В 1938 году в промышленное строительство было вложено 40 миллиардов рублей. Только за первую половину этого года трудящиеся сдали в эксплуатацию свыше 600 новостроек. Среди капитальных работ выделялось возведение Куйбышевского гидроузла на Волге, Угличской и Рыбинской ГЭС. В 1939 году с конвейера сошел миллионный советский автомобиль. До середины 1941 года начало функционировать около трех тысяч новых предприятий. В их числе – угольные шахты Караганды, чимкентский завод цветной металлургии, нефтяные вышки Татарии и Башкирии, новые очереди заводов черной металлургии в Запорожье и Кривом Роге, агрегаты Канакирской и Чирчикской ГЭС, Белорусской ГРЭС. Деятельность финансовых органов определялась такими решениями и постановлениями ЦК ВКП(б) и Совнаркома СССР тех лет, как «О мероприятиях, обеспечивающих выполнение установленного плана по выплавке чугуна, стали и производства проката», «О работе комбинатов и трестов Кузбассугля, Москвоугля, Уралугля, Карагандаугля, Востокугля, Средазугля, Тквибулугля и Ткварчелугля», «О работе угольной промышленности Донбасса», «О развитии добычи углей в Подмосковном бассейне», и другими.
Много внимания было уделено перераспределению капиталовложений и финансовому обеспечению развития восточных районов. Перед войной здесь производилось 22 процента электроэнергии страны, 40 – угля, 29 – чугуна и 32 процента стали.
Советские финансы сумели выполнить стоявшую перед ними сложную задачу прежде всего потому, что значение государственного бюджета непрерывно усиливалось, а его функции расширялись. Вот подтверждающие это данные.

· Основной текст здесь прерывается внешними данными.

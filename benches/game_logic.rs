use criterion::{black_box, criterion_group, criterion_main, Criterion};
use stackfall::core::{is_legal, spawn_orientation, Board, GameSnapshot, GameState};
use stackfall::term::{FrameBuffer, GameView, Hud, Viewport};
use stackfall::types::{GameAction, PieceKind};

fn bench_tick(c: &mut Criterion) {
    let mut state = GameState::new(12345);

    c.bench_function("game_tick", |b| {
        b.iter(|| {
            if !state.tick() && state.is_game_over() {
                state.reset_session();
            }
        })
    });
}

fn bench_line_clear(c: &mut Criterion) {
    c.bench_function("clear_4_lines", |b| {
        b.iter(|| {
            let mut board = Board::default();
            for row in 16..20 {
                for col in 0..10 {
                    board.set(row, col, Some(PieceKind::I));
                }
            }
            black_box(board.clear_full_rows());
        })
    });
}

fn bench_collision(c: &mut Criterion) {
    let board = Board::default();
    let t = spawn_orientation(PieceKind::T);

    c.bench_function("is_legal", |b| {
        b.iter(|| is_legal(black_box(&t), black_box(10), black_box(4), &board))
    });
}

fn bench_hard_drop(c: &mut Criterion) {
    let mut state = GameState::new(12345);

    c.bench_function("hard_drop_and_spawn", |b| {
        b.iter(|| {
            state.apply_action(GameAction::HardDrop);
            if state.is_game_over() {
                state.reset_session();
            }
        })
    });
}

fn bench_rotate(c: &mut Criterion) {
    let mut state = GameState::new(12345);

    c.bench_function("rotate", |b| {
        b.iter(|| {
            state.rotate();
        })
    });
}

fn bench_render(c: &mut Criterion) {
    let state = GameState::new(12345);
    let view = GameView::default();
    let mut snap = GameSnapshot::default();
    let mut fb = FrameBuffer::new(80, 24);

    c.bench_function("snapshot_and_render", |b| {
        b.iter(|| {
            state.snapshot_into(&mut snap);
            view.render_into(&snap, Hud::default(), Viewport::new(80, 24), &mut fb);
        })
    });
}

criterion_group!(
    benches,
    bench_tick,
    bench_line_clear,
    bench_collision,
    bench_hard_drop,
    bench_rotate,
    bench_render
);
criterion_main!(benches);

В начале первой пятилетки через бюджет перераспределялось только 27 процентов национального дохода, а в 1940 году – 54 процента. В свою очередь бюджет мог отвечать своему назначению благодаря постоянному росту поступлений от социалистического хозяйства, составивших в 1940 году почти 90 процентов доходов.
Сосредоточение в бюджете основной части национального дохода позволило использовать эти средства целенаправленно и на базе расширенного социалистического воспроизводства.
Капиталовложения в сельское хозяйство предусматривали рост его продукции на 52 процента и завершение комплексной механизации сельскохозяйственных работ. Согласно постановлению СНК СССР и ЦК ВКП(б) от 19 апреля 1938 года «О неправильном распределении доходов в колхозах», Наркомат финансов учитывал, что большая часть денежных доходов колхозов пойдет теперь на трудодни. Шел возврат колхозам неправомерно отторгнутых к приусадебным участкам земель. Продолжалось, особенно в Белоруссии и на Украине, сселение колхозников-хуторян в укрупненные поселки. Шло переселение из малоземельных районов на целинные земли Казахстана, Сибири и Дальнего Востока.